Even though Maasmechelen, Belgium, doesn’t have a specific LGBTQ+ scene, Belgium is a progressive and accepting nation regarding LGBTQ+ rights and inclusiveness. In fact, in 2021, Belgium ranked second in the European Union for LGBTQ+ rights protection, just after Malta, according to ILGA-Europe.
A recent online survey in Belgium analyzed data from the first wave of COVID-19 for 16 to 25-year-olds experiencing mental health issues. This survey aimed to find potential predictors of mental distress, like demographics, chronic health conditions, a history of mental health disorders, what social supports a person as if they had been exposed to COVID-19 in some way, and any significant changes in daily life.

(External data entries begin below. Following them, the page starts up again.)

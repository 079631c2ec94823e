//! Bit timing constants
//!
//! Delays are hand-tuned per baud rate, not derived from the clock. They
//! are shorter than the nominal bit period (104 µs at 9600 baud) because
//! each pin sample and loop iteration costs time of its own.

#[cfg(feature = "serde")]
use serde::{Deserialize, Serialize};

/// Supported line speeds
#[derive(Debug, Clone, Copy, PartialEq, Eq, Default)]
#[cfg_attr(feature = "defmt", derive(defmt::Format))]
#[cfg_attr(feature = "serde", derive(Serialize, Deserialize))]
pub enum BaudRate {
    /// 4800 bits per second
    B4800,
    /// 9600 bits per second
    #[default]
    B9600,
}

impl BaudRate {
    /// Line speed in bits per second
    pub fn bits_per_second(self) -> u32 {
        match self {
            BaudRate::B4800 => 4800,
            BaudRate::B9600 => 9600,
        }
    }

    /// Look up a supported baud rate
    pub fn from_bits_per_second(bps: u32) -> Option<Self> {
        match bps {
            4800 => Some(BaudRate::B4800),
            9600 => Some(BaudRate::B9600),
            _ => None,
        }
    }

    /// Calibrated delay pair for this baud rate
    pub fn timing(self) -> BitTiming {
        match self {
            BaudRate::B4800 => BitTiming::BAUD_4800,
            BaudRate::B9600 => BitTiming::BAUD_9600,
        }
    }
}

/// Full-bit and half-bit busy-wait delays in microseconds
#[derive(Debug, Clone, Copy, PartialEq, Eq)]
#[cfg_attr(feature = "defmt", derive(defmt::Format))]
#[cfg_attr(feature = "serde", derive(Serialize, Deserialize))]
pub struct BitTiming {
    /// Delay between consecutive bit samples
    pub full_bit_us: u32,
    /// Delay after the start edge before the first full-bit wait
    pub half_bit_us: u32,
}

impl BitTiming {
    /// Calibrated for 9600 baud
    pub const BAUD_9600: Self = Self::new(84, 42);

    /// Calibrated for 4800 baud
    pub const BAUD_4800: Self = Self::new(188, 94);

    /// Create a custom delay pair
    pub const fn new(full_bit_us: u32, half_bit_us: u32) -> Self {
        Self {
            full_bit_us,
            half_bit_us,
        }
    }

    /// Time the receiver spends in delays for one frame
    ///
    /// Half-bit delay, one full-bit delay per data bit, and one per stop
    /// bit. Pin sampling overhead is not included.
    pub fn frame_delay_us(&self, stop_bits: u8) -> u32 {
        self.half_bit_us + self.full_bit_us * (8 + stop_bits as u32)
    }

    /// Baud rate these delays were calibrated for, if any
    pub fn baud_rate(&self) -> Option<BaudRate> {
        [BaudRate::B4800, BaudRate::B9600]
            .into_iter()
            .find(|baud| baud.timing() == *self)
    }
}

impl Default for BitTiming {
    fn default() -> Self {
        Self::BAUD_9600
    }
}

The study concluded that young people have been experiencing extreme levels of mental distress during the pandemic. These findings also discovered that this mental distress was higher among the following groups: women, those who were more isolated, anyone with fewer social supports, and those who were majorly impacted by the pandemic in their daily lives.
**Note: This language features gender dichotomously as that is what is indicated in the research, and it does not talk about any variability. We used the language in these statistics because the study reported this.
If you are looking for a psychologist for kids in the Maasmechelen area, be sure to check out our listings at LGBTQ and ALL.
Maasmechelen, Belgium, is a municipality on the Meuse in the province of Limburg. It contains the following former municipalities: Mechelen-aan-de-Maas, Vucht, Leut, Meeswijk, Uikhoven, Eisden, Opgrimbie, Boorsem, and Kotem.
You can find The Eisdense cité, a 20th-century garden city with classic cottage-style houses in a park in this destination. One of the houses here even has been turned into a museum. Another popular attraction is Maasmechelen Village, an outlet shopping center constructed near the old mining district. In 2010, 2.5 million visitors frequented this destination.
Some of the other top sights in Maasmechelen include:
After the French Revolution, there were many significant changes in Maasmechelen. Some examples are dismantling many religious organizations, closing churches, and reorganizing the territory into different administrative entities. However, during the 19th century, this region still had much rural character and charm.
In 1901, André Dumont discovered commercial-grade coal in the neighboring As. As a result, coal mines were exploited in Eisden from 1923 to 1987. Then, a garden city and a new church (aka the mining cathedral, were constructed there. As a result, industrial development drew in workers from all around Europe.
The last recorded population of Maasmechelen was 38,193 residents.